*EXERCISE DIRECTIONS*:
All of the data must be returned word for word.

Saved data entries
____________________

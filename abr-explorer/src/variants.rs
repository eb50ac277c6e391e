//! Cross-product of generated pairs with option-variable grids.

use crate::candidate::Candidate;
use crate::config::VariableGrid;

/// Expand `pairs` against every grid, in grid order.
///
/// Each pass replaces the working set with one copy of every candidate per
/// value of the next grid, so a candidate's copies stay adjacent and follow
/// the grid's value order. With no grids the pairs pass through unchanged.
pub fn expand(pairs: Vec<Candidate>, grids: &[VariableGrid]) -> Vec<Candidate> {
    let mut current = pairs;

    for grid in grids {
        let mut next = Vec::with_capacity(current.len() * grid.values.len());
        for candidate in &current {
            for value in &grid.values {
                next.push(candidate.with_variable(&grid.name, value));
            }
        }
        current = next;
    }

    current
}

#[cfg(test)]
mod tests {
    use super::*;
    use crate::resolution::Resolution;

    fn two_pairs() -> Vec<Candidate> {
        vec![
            Candidate::new(Resolution::new(640, 360), 400_000),
            Candidate::new(Resolution::new(1280, 720), 1_500_000),
        ]
    }

    #[test]
    fn test_no_grids_passes_through() {
        let expanded = expand(two_pairs(), &[]);
        assert_eq!(expanded, two_pairs());
    }

    #[test]
    fn test_single_grid_cross_product() {
        let grids = [VariableGrid::new("preset", ["fast", "medium", "slow"])];
        let expanded = expand(two_pairs(), &grids);
        assert_eq!(expanded.len(), 6);
        assert!(expanded.iter().all(|c| c.variables.len() == 1));

        let first: Vec<_> = expanded[..3]
            .iter()
            .map(|c| c.variables.get("preset").unwrap())
            .collect();
        assert_eq!(first, vec!["fast", "medium", "slow"]);
        assert!(expanded[..3].iter().all(|c| c.bitrate == 400_000));
    }

    #[test]
    fn test_grids_accumulate() {
        let grids = [
            VariableGrid::new("preset", ["fast", "slow"]),
            VariableGrid::new("tune", ["film", "grain"]),
        ];
        let expanded = expand(two_pairs(), &grids);
        assert_eq!(expanded.len(), 8);
        assert!(expanded.iter().all(|c| c.variables.len() == 2));

        let head: Vec<_> = expanded[..4]
            .iter()
            .map(|c| {
                (
                    c.variables.get("preset").unwrap(),
                    c.variables.get("tune").unwrap(),
                )
            })
            .collect();
        assert_eq!(
            head,
            vec![
                ("fast", "film"),
                ("fast", "grain"),
                ("slow", "film"),
                ("slow", "grain"),
            ]
        );
    }

    #[test]
    fn test_empty_grid_empties_product() {
        let grids = [VariableGrid::new("preset", Vec::<String>::new())];
        assert!(expand(two_pairs(), &grids).is_empty());
    }
}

____________________

*COMPLETED EXERCISE*:
filename abr-explorer/src/variants.rs
repository eb50ac277c6e391e
//! Cross-product of generated pairs with option-variable grids.

use crate::candidate::Candidate;
use crate::config::VariableGrid;

/// Expand `pairs` against every grid, in grid order.
///
/// Each pass replaces the working set with one copy of every candidate per
/// value of the next grid, so a candidate's copies stay adjacent and follow
/// the grid's value order. With no grids the pairs pass through unchanged.
pub fn expand(pairs: Vec<Candidate>, grids: &[VariableGrid]) -> Vec<Candidate> {
    let mut current = pairs;

    for grid in grids {
        let mut next = Vec::with_capacity(current.len() * grid.values.len());
        for candidate in &current {
            for value in &grid.values {
                next.push(candidate.with_variable(&grid.name, value));
            }
        }
        current = next;
    }

    current
}

#[cfg(test)]
mod tests {
    use super::*;
    use crate::resolution::Resolution;

    fn two_pairs() -> Vec<Candidate> {
        vec![
            Candidate::new(Resolution::new(640, 360), 400_000),
            Candidate::new(Resolution::new(1280, 720), 1_500_000),
        ]
    }

    #[test]
    fn test_no_grids_passes_through() {
        let expanded = expand(two_pairs(), &[]);
        assert_eq!(expanded, two_pairs());
    }

    #[test]
    fn test_single_grid_cross_product() {
        let grids = [VariableGrid::new("preset", ["fast", "medium", "slow"])];
        let expanded = expand(two_pairs(), &grids);
        assert_eq!(expanded.len(), 6);
        assert!(expanded.iter().all(|c| c.variables.len() == 1));

        let first: Vec<_> = expanded[..3]
            .iter()
            .map(|c| c.variables.get("preset").unwrap())
            .collect();
        assert_eq!(first, vec!["fast", "medium", "slow"]);
        assert!(expanded[..3].iter().all(|c| c.bitrate == 400_000));
    }

    #[test]
    fn test_grids_accumulate() {
        let grids = [
            VariableGrid::new("preset", ["fast", "slow"]),
            VariableGrid::new("tune", ["film", "grain"]),
        ];
        let expanded = expand(two_pairs(), &grids);
        assert_eq!(expanded.len(), 8);
        assert!(expanded.iter().all(|c| c.variables.len() == 2));

        let head: Vec<_> = expanded[..4]
            .iter()
            .map(|c| {
                (
                    c.variables.get("preset").unwrap(),
                    c.variables.get("tune").unwrap(),
                )
            })
            .collect();
        assert_eq!(
            head,
            vec![
                ("fast", "film"),
                ("fast", "grain"),
                ("slow", "film"),
                ("slow", "grain"),
            ]
        );
    }

    #[test]
    fn test_empty_grid_empties_product() {
        let grids = [VariableGrid::new("preset", Vec::<String>::new())];
        assert!(expand(two_pairs(), &grids).is_empty());
    }
}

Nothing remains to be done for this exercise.